El acto sexual vinculado al afecto es propio de la condición humana. El amor de los esposos es dar y recibir. Y está destinado al fracaso si se objetiva solo en una de estas dos partes. Cuando pensamos solo en recibir, o solo en dar, estamos actuando solo en función de satisfacer necesidades, suplir carencias o tener compañía. Tal amor es incompleto, puesto que la condición sine qua non de la relación de esposos, es dar y recibir. Quien verdaderamente ama, recibe el fruto de ese amor.
También Pablo aconseja a los matrimonios a no privarse de la intimidad sexual (v. 5). No abstenerse por cualquier motivo, por lo tanto, menos obstaculizarla.
Muchas mujeres manipulan el acto sexual como instrumento de castigo hacia sus esposos. Recuerdo vívidamente el relato de un esposo quien me decía que toda vez que buscaba a su esposa para la intimidad sabía que primero debía escuchar 15 minutos de regaños por sus faltas e incumplimientos. Lo triste de la historia es que la relación terminó cuando este esposo encontró en otra mujer afecto incondicional.
En otro caso, el excesivo pudor de la esposa imposibilitaba al esposo conocerla más íntimamente. Este es un asunto común en contextos religiosos. Las mujeres que han sido formadas bajo una crianza estricta han llegado incluso a negar su sexualidad al punto de avergonzarse aún de sus propios cuerpos. El pudor es necesario en el crecimiento del ser humano, pero no al límite de ser un obstáculo en el conocimiento matrimonial.
La abstinencia prolongada en un matrimonio puede ser usada por el tentador, incluso por motivos nobles como dedicarse a la oración. Un varón a quien se le niega el contacto físico, se le niega el acto de amar, como ya lo hemos explicado; en conclusión, queda expuesto a ser presa del enemigo.

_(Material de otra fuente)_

//! # evolution
//!
//! Back-office library for the evolution applications.
//!
//! - **Entity-link transfer** from the legacy target/entity schema into the
//!   time schema's per-user resource associations
//! - **Quant engine client** over Thrift
//! - **Model-driven filters** for equality queries
//! - **Schema init** and the **HTTP application**
//!
//! ## Example
//!
//! ```rust,no_run
//! use evolution::{Config, Orchestrator};
//!
//! #[tokio::main]
//! async fn main() -> evolution::Result<()> {
//!     let config = Config::load("config.yaml")?;
//!     let report = Orchestrator::new(config).transfer().await?;
//!     println!("Inserted {} associations", report.inserted());
//!     Ok(())
//! }
//! ```

pub mod config;
pub mod db;
pub mod error;
pub mod models;
pub mod orchestrator;
pub mod rpc;
pub mod schema;
pub mod server;
pub mod transfer;

// Re-exports for convenient access
pub use config::{Config, DbConfig, QuantConfig};
pub use error::{EvolutionError, Result};
pub use models::{Condition, Model};
pub use orchestrator::{HealthReport, Orchestrator};
pub use rpc::{QuantClient, QuantTypes, RpcError};
pub use transfer::{EntityLinkTransfer, NameResolvers, TransferReport, TransferStats};
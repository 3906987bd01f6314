//! Typed records for the system, time and legacy schemas.
//!
//! Every record implements [`Model`]: it knows its table name and lists its
//! columns with their current values. [`Model::build_condition`] turns a
//! partially filled record into an equality filter, which is how list
//! endpoints express "find rows like this one".

pub mod legacy;
pub mod system;
pub mod time;

use chrono::NaiveDateTime;
use sqlx::mysql::MySql;
use sqlx::QueryBuilder;

use crate::db::identifier::qualify_mysql;
use crate::error::Result;

/// A column value as seen by the filter builder.
#[derive(Debug, Clone, PartialEq)]
pub enum FieldValue {
    Int(i64),
    Text(String),
    Bool(bool),
    Timestamp(Option<NaiveDateTime>),
}

impl FieldValue {
    /// Whether the value is the zero value of its type.
    pub fn is_zero(&self) -> bool {
        match self {
            FieldValue::Int(v) => *v == 0,
            FieldValue::Text(v) => v.is_empty(),
            FieldValue::Bool(v) => !*v,
            FieldValue::Timestamp(v) => v.is_none(),
        }
    }
}

/// One column of a record, with its "omit if empty" flag.
#[derive(Debug, Clone)]
pub struct ColumnValue {
    pub column: &'static str,
    pub value: FieldValue,
    pub omit_empty: bool,
}

impl ColumnValue {
    /// A column left out of filters when it holds a zero value.
    pub fn omit_empty(column: &'static str, value: impl Into<FieldValue>) -> Self {
        Self {
            column,
            value: value.into(),
            omit_empty: true,
        }
    }

    /// A column that never takes part in filters.
    pub fn skip(column: &'static str, value: impl Into<FieldValue>) -> Self {
        Self {
            column,
            value: value.into(),
            omit_empty: false,
        }
    }
}

impl From<i64> for FieldValue {
    fn from(v: i64) -> Self {
        FieldValue::Int(v)
    }
}

impl From<i32> for FieldValue {
    fn from(v: i32) -> Self {
        FieldValue::Int(v as i64)
    }
}

impl From<&str> for FieldValue {
    fn from(v: &str) -> Self {
        FieldValue::Text(v.to_string())
    }
}

impl From<&String> for FieldValue {
    fn from(v: &String) -> Self {
        FieldValue::Text(v.clone())
    }
}

impl From<bool> for FieldValue {
    fn from(v: bool) -> Self {
        FieldValue::Bool(v)
    }
}

impl From<Option<NaiveDateTime>> for FieldValue {
    fn from(v: Option<NaiveDateTime>) -> Self {
        FieldValue::Timestamp(v)
    }
}

impl From<NaiveDateTime> for FieldValue {
    fn from(v: NaiveDateTime) -> Self {
        FieldValue::Timestamp(Some(v))
    }
}

/// A record mapped to a relational table.
pub trait Model {
    /// Table the record lives in.
    const TABLE: &'static str;

    /// Columns with their current values.
    fn columns(&self) -> Vec<ColumnValue>;

    /// Equality filter over every non-zero column marked `omit_empty`,
    /// qualified with the table name.
    fn build_condition(&self) -> Condition {
        Condition::from_columns(Self::TABLE, self.columns())
    }
}

/// Conjunction of `table.column = value` terms.
#[derive(Debug, Clone, Default, PartialEq)]
pub struct Condition {
    terms: Vec<(String, String, FieldValue)>,
}

impl Condition {
    /// Build a condition from a record's columns.
    pub fn from_columns(table: &str, columns: Vec<ColumnValue>) -> Self {
        let terms = columns
            .into_iter()
            .filter(|c| c.omit_empty && !c.value.is_zero())
            .map(|c| (table.to_string(), c.column.to_string(), c.value))
            .collect();
        Self { terms }
    }

    /// Whether the condition matches every row.
    pub fn is_empty(&self) -> bool {
        self.terms.is_empty()
    }

    /// Number of terms.
    pub fn len(&self) -> usize {
        self.terms.len()
    }

    /// Keys in `table.column` form, in column order.
    pub fn keys(&self) -> Vec<String> {
        self.terms
            .iter()
            .map(|(table, column, _)| format!("{}.{}", table, column))
            .collect()
    }

    /// Value bound for a `table.column` key.
    pub fn get(&self, key: &str) -> Option<&FieldValue> {
        self.terms
            .iter()
            .find(|(table, column, _)| {
                key.strip_prefix(table.as_str())
                    .and_then(|rest| rest.strip_prefix('.'))
                    == Some(column.as_str())
            })
            .map(|(_, _, value)| value)
    }

    /// Append ` WHERE ...` with bound values to a query; no-op when empty.
    pub fn push_where(&self, qb: &mut QueryBuilder<'_, MySql>) -> Result<()> {
        for (i, (table, column, value)) in self.terms.iter().enumerate() {
            qb.push(if i == 0 { " WHERE " } else { " AND " });
            qb.push(qualify_mysql(table, column)?);
            qb.push(" = ");
            match value {
                FieldValue::Int(v) => qb.push_bind(*v),
                FieldValue::Text(v) => qb.push_bind(v.clone()),
                FieldValue::Bool(v) => qb.push_bind(*v),
                FieldValue::Timestamp(v) => qb.push_bind(*v),
            };
        }
        Ok(())
    }
}

#[cfg(test)]
mod tests {
    use super::*;
    use crate::models::time::QuestTarget;

    #[test]
    fn test_zero_values() {
        assert!(FieldValue::Int(0).is_zero());
        assert!(FieldValue::Text(String::new()).is_zero());
        assert!(FieldValue::Bool(false).is_zero());
        assert!(FieldValue::Timestamp(None).is_zero());
        assert!(!FieldValue::Int(-1).is_zero());
    }

    #[test]
    fn test_condition_omits_zero_fields_and_prefixes_table() {
        let probe = QuestTarget {
            quest_id: 3,
            status: QuestTarget::STATUS_FINISH,
            ..Default::default()
        };
        let condition = probe.build_condition();
        assert_eq!(
            condition.keys(),
            vec!["quest_target.quest_id", "quest_target.status"]
        );
        assert_eq!(condition.get("quest_target.quest_id"), Some(&FieldValue::Int(3)));
        assert_eq!(condition.get("quest_target.resource_id"), None);
    }

    #[test]
    fn test_default_record_matches_everything() {
        assert!(QuestTarget::default().build_condition().is_empty());
    }

    #[test]
    fn test_columns_without_omit_empty_never_filter() {
        let columns = vec![
            ColumnValue::omit_empty("name", "skill"),
            ColumnValue::skip("password", "hunter2"),
        ];
        let condition = Condition::from_columns("user", columns);
        assert_eq!(condition.keys(), vec!["user.name"]);
    }

    #[test]
    fn test_push_where_renders_placeholders() {
        let probe = QuestTarget {
            quest_id: 3,
            desc: "read".to_string(),
            ..Default::default()
        };
        let mut qb = QueryBuilder::<MySql>::new("SELECT `quest_target`.* FROM `quest_target`");
        probe.build_condition().push_where(&mut qb).unwrap();
        assert_eq!(
            qb.sql(),
            "SELECT `quest_target`.* FROM `quest_target` WHERE `quest_target`.`quest_id` = ? AND `quest_target`.`desc` = ?"
        );
    }

    #[test]
    fn test_calls_share_no_state() {
        let a = QuestTarget {
            quest_id: 1,
            ..Default::default()
        };
        let b = QuestTarget {
            resource_id: 2,
            ..Default::default()
        };
        let first = a.build_condition();
        let _ = b.build_condition();
        assert_eq!(first, a.build_condition());
        assert_eq!(first.len(), 1);
    }
}
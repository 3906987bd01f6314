//! Back-office HTTP application.
//!
//! Every route answers with the `{code, data | message}` envelope; code 0
//! means success, otherwise `code` carries the HTTP status.

pub mod handlers;
pub mod response;
pub mod state;

use axum::routing::get;
use axum::Router;
use tokio::net::TcpListener;
use tokio_util::sync::CancellationToken;
use tower_http::cors::CorsLayer;
use tower_http::trace::TraceLayer;
use tracing::info;

use crate::config::validate_listen_addr;
use crate::error::Result;
pub use self::state::AppState;

/// Create the router with all routes and middleware.
pub fn create_app(state: AppState) -> Router {
    Router::new()
        .route("/health", get(handlers::health_check))
        .route("/api/system/user/list", get(handlers::list_users))
        .route("/api/system/user/get/:id", get(handlers::get_user))
        .route("/api/quant/type", get(handlers::quant_types))
        .route("/api/time/field/list", get(handlers::list_fields))
        .route("/api/time/quest/list", get(handlers::list_quests))
        .route("/api/time/quest/target/list", get(handlers::list_quest_targets))
        .layer(TraceLayer::new_for_http())
        .layer(CorsLayer::permissive())
        .with_state(state)
}

/// Serve on an already bound listener until `shutdown` is cancelled.
pub async fn serve(listener: TcpListener, app: Router, shutdown: CancellationToken) -> Result<()> {
    axum::serve(listener, app)
        .with_graceful_shutdown(async move { shutdown.cancelled().await })
        .await?;
    info!("Server stopped");
    Ok(())
}

/// Bind `addr` (`host:port`, host names allowed) and serve until `shutdown`
/// is cancelled.
pub async fn run_server(app: Router, addr: &str, shutdown: CancellationToken) -> Result<()> {
    validate_listen_addr(addr)?;
    let listener = TcpListener::bind(addr).await?;
    info!("Server listening on {}", listener.local_addr()?);
    serve(listener, app, shutdown).await
}
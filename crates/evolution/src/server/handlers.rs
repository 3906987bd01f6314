//! HTTP request handlers. Filters come from optional query parameters;
//! absent or zero values match everything.

use axum::extract::{Path, Query, State};
use serde::{Deserialize, Serialize};
use sqlx::mysql::MySqlPool;
use tracing::{debug, warn};

use super::response::{ok, ApiError, ApiResult};
use super::state::AppState;
use crate::db;
use crate::error::EvolutionError;
use crate::models::system::User;
use crate::models::time::{Field, Quest, QuestTarget, QuestTargetJoin};
use crate::rpc::QuantTypes;

#[derive(Debug, Serialize)]
pub struct Health {
    pub database: bool,
}

/// Liveness plus a system database ping.
pub async fn health_check(State(state): State<AppState>) -> ApiResult<Health> {
    let database = match db::ping(&state.system).await {
        Ok(()) => true,
        Err(e) => {
            warn!("Health check ping failed: {}", e);
            false
        }
    };
    Ok(ok(Health { database }))
}

/// Optional user filter; absent or zero values match everything.
#[derive(Debug, Default, Deserialize)]
pub struct UserQuery {
    pub name: Option<String>,
    pub email: Option<String>,
    pub status: Option<i32>,
}

impl From<UserQuery> for User {
    fn from(q: UserQuery) -> Self {
        User {
            name: q.name.unwrap_or_default(),
            email: q.email.unwrap_or_default(),
            status: q.status.unwrap_or_default(),
            ..Default::default()
        }
    }
}

pub async fn list_users(
    State(state): State<AppState>,
    Query(query): Query<UserQuery>,
) -> ApiResult<Vec<User>> {
    let probe = User::from(query);
    debug!(?probe, "Listing users");
    Ok(ok(db::find_by(&state.system, &probe).await?))
}

pub async fn get_user(State(state): State<AppState>, Path(id): Path<i64>) -> ApiResult<User> {
    let user = db::get_by_id::<User>(&state.system, id)
        .await?
        .ok_or(EvolutionError::NotFound { entity: "user", id })?;
    Ok(ok(user))
}

/// Stock type classification from the quant engine.
pub async fn quant_types(State(state): State<AppState>) -> ApiResult<QuantTypes> {
    let client = state
        .quant
        .as_ref()
        .ok_or_else(|| ApiError::unavailable("quant engine is not configured"))?;
    Ok(ok(client.get_type().await?))
}

fn time_pool(state: &AppState) -> Result<&MySqlPool, ApiError> {
    state
        .time
        .as_ref()
        .ok_or_else(|| ApiError::unavailable("time database is not configured"))
}

pub async fn list_fields(State(state): State<AppState>) -> ApiResult<Vec<Field>> {
    let pool = time_pool(&state)?;
    Ok(ok(db::find_by(pool, &Field::default()).await?))
}

#[derive(Debug, Default, Deserialize)]
pub struct QuestQuery {
    pub user_id: Option<i64>,
    pub status: Option<i32>,
}

pub async fn list_quests(
    State(state): State<AppState>,
    Query(query): Query<QuestQuery>,
) -> ApiResult<Vec<Quest>> {
    let pool = time_pool(&state)?;
    let probe = Quest {
        user_id: query.user_id.unwrap_or_default(),
        status: query.status.unwrap_or_default(),
        ..Default::default()
    };
    Ok(ok(db::find_by(pool, &probe).await?))
}

#[derive(Debug, Default, Deserialize)]
pub struct QuestTargetQuery {
    pub quest_id: Option<i64>,
    pub resource_id: Option<i64>,
    pub status: Option<i32>,
}

/// Targets of quests with their resource and area.
pub async fn list_quest_targets(
    State(state): State<AppState>,
    Query(query): Query<QuestTargetQuery>,
) -> ApiResult<Vec<QuestTargetJoin>> {
    let pool = time_pool(&state)?;
    let probe = QuestTarget {
        quest_id: query.quest_id.unwrap_or_default(),
        resource_id: query.resource_id.unwrap_or_default(),
        status: query.status.unwrap_or_default(),
        ..Default::default()
    };
    Ok(ok(db::find_quest_targets(pool, &probe).await?))
}

#[cfg(test)]
mod tests {
    use super::*;
    use crate::models::Model;

    #[test]
    fn test_user_query_becomes_probe() {
        let probe = User::from(UserQuery {
            email: Some("a@b.c".to_string()),
            status: Some(User::STATUS_ACTIVE),
            ..Default::default()
        });
        assert_eq!(probe.build_condition().keys(), vec!["user.email", "user.status"]);
    }

    #[test]
    fn test_empty_user_query_matches_all() {
        assert!(User::from(UserQuery::default()).build_condition().is_empty());
    }
}
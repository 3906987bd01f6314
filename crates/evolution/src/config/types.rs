//! Configuration type definitions.

use serde::{Deserialize, Serialize};
use std::fmt;

/// Root configuration structure.
///
/// Every section is optional at load time; commands ask for the sections
/// they need through the `require_*` accessors.
#[derive(Debug, Clone, Default, Serialize, Deserialize)]
pub struct Config {
    /// System application (users, HTTP app, schema init).
    #[serde(default, skip_serializing_if = "Option::is_none")]
    pub system: Option<AppConfig>,

    /// Time application schema, the destination of the entity-link transfer.
    #[serde(default, skip_serializing_if = "Option::is_none")]
    pub time: Option<AppConfig>,

    /// Legacy schema, the source of the entity-link transfer.
    #[serde(default, skip_serializing_if = "Option::is_none")]
    pub legacy: Option<AppConfig>,

    /// Quant engine RPC endpoint.
    #[serde(default, skip_serializing_if = "Option::is_none")]
    pub quant: Option<QuantConfig>,

    /// HTTP server settings.
    #[serde(default)]
    pub server: ServerConfig,

    /// Transfer behavior.
    #[serde(default)]
    pub transfer: TransferConfig,
}

/// Per-application section holding its database connection.
#[derive(Debug, Clone, Serialize, Deserialize)]
pub struct AppConfig {
    pub database: DbConfig,
}

/// Database connection parameters.
#[derive(Clone, Serialize, Deserialize)]
pub struct DbConfig {
    /// Driver type (only "mysql" is supported).
    #[serde(default = "default_mysql")]
    pub r#type: String,

    /// Database host.
    pub host: String,

    /// Database port (default: 3306).
    #[serde(default = "default_mysql_port")]
    pub port: u16,

    /// Username.
    pub user: String,

    /// Password.
    #[serde(default)]
    pub password: String,

    /// Schema (database) name.
    pub target: String,

    /// Drop and recreate managed tables on init (default: false).
    #[serde(default)]
    pub reset: bool,

    /// Connection charset (default: "utf8mb4").
    #[serde(default = "default_charset")]
    pub charset: String,

    /// Session time zone (default: "+08:00").
    #[serde(default = "default_timezone")]
    pub timezone: String,

    /// Maximum pool connections (default: 5).
    #[serde(default = "default_max_connections")]
    pub max_connections: u32,

    /// Seconds to wait for a pooled connection (default: 30).
    #[serde(default = "default_connect_timeout")]
    pub connect_timeout_secs: u64,
}

impl fmt::Debug for DbConfig {
    fn fmt(&self, f: &mut fmt::Formatter<'_>) -> fmt::Result {
        f.debug_struct("DbConfig")
            .field("type", &self.r#type)
            .field("host", &self.host)
            .field("port", &self.port)
            .field("user", &self.user)
            .field("password", &"[REDACTED]")
            .field("target", &self.target)
            .field("reset", &self.reset)
            .field("charset", &self.charset)
            .field("timezone", &self.timezone)
            .field("max_connections", &self.max_connections)
            .field("connect_timeout_secs", &self.connect_timeout_secs)
            .finish()
    }
}

impl DbConfig {
    /// `host:port/target`, used in log lines.
    pub fn display_name(&self) -> String {
        format!("{}:{}/{}", self.host, self.port, self.target)
    }
}

/// Quant engine RPC endpoint.
#[derive(Debug, Clone, Serialize, Deserialize)]
pub struct QuantConfig {
    /// Engine host. The engine listens on IPv4 loopback in most setups.
    #[serde(default = "default_quant_host")]
    pub host: String,

    /// Engine port.
    pub port: u16,
}

/// HTTP server settings.
#[derive(Debug, Clone, Serialize, Deserialize)]
pub struct ServerConfig {
    /// Listen address (default: "0.0.0.0:8080").
    #[serde(default = "default_server_addr")]
    pub addr: String,
}

impl Default for ServerConfig {
    fn default() -> Self {
        Self {
            addr: default_server_addr(),
        }
    }
}

/// Entity-link transfer settings.
#[derive(Debug, Clone, Serialize, Deserialize)]
pub struct TransferConfig {
    /// User that receives the migrated resources (default: 1).
    #[serde(default = "default_user_id")]
    pub user_id: i64,
}

impl Default for TransferConfig {
    fn default() -> Self {
        Self {
            user_id: default_user_id(),
        }
    }
}

fn default_mysql() -> String {
    "mysql".to_string()
}

fn default_mysql_port() -> u16 {
    3306
}

fn default_charset() -> String {
    "utf8mb4".to_string()
}

fn default_timezone() -> String {
    "+08:00".to_string()
}

fn default_max_connections() -> u32 {
    5
}

fn default_connect_timeout() -> u64 {
    30
}

fn default_quant_host() -> String {
    "127.0.0.1".to_string()
}

fn default_server_addr() -> String {
    "0.0.0.0:8080".to_string()
}

fn default_user_id() -> i64 {
    1
}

Pregunto a los lectores, especialmente a las mujeres: ¿Por qué llegar al límite de contaminar la intimidad sexual? ¿Por qué no poner remedio antes de que la situación explote? Si una mujer tiene dificultades en el gozo sexual, algo serio está ocurriendo. Si es una cuestión de apetito, tal vez se deba al stress familiar, y es comprensible. Pero no está bien poner como pretexto enfermedades para evitar el contacto; muchas veces el problema no está en la enfermedad física, sino en la psicológica. La postergación de la vida sexual en el matrimonio por los quehaceres del hogar, la maternidad, los estudios, la proyección laboral, es una equivocación.
Es deber de la pareja buscar ayuda oportuna para solucionar los problemas. La cuestión de la frecuencia será contestada sobre la base de las necesidades, deseos y la conciencia de cada persona. No existe un modelo a seguir respecto a la frecuencia sexual ideal de una pareja.
Cada matrimonio de acuerdo a su edad y etapa de desarrollo, debe conversar este asunto en respeto y consideración. Tomar acuerdos, fijar criterios, límites, horarios, lugares, momentos; no es un tema menor o sin importancia que deba dejarse al azar. De ello depende en gran parte el bienestar individual del día a día, la seguridad, y la confianza.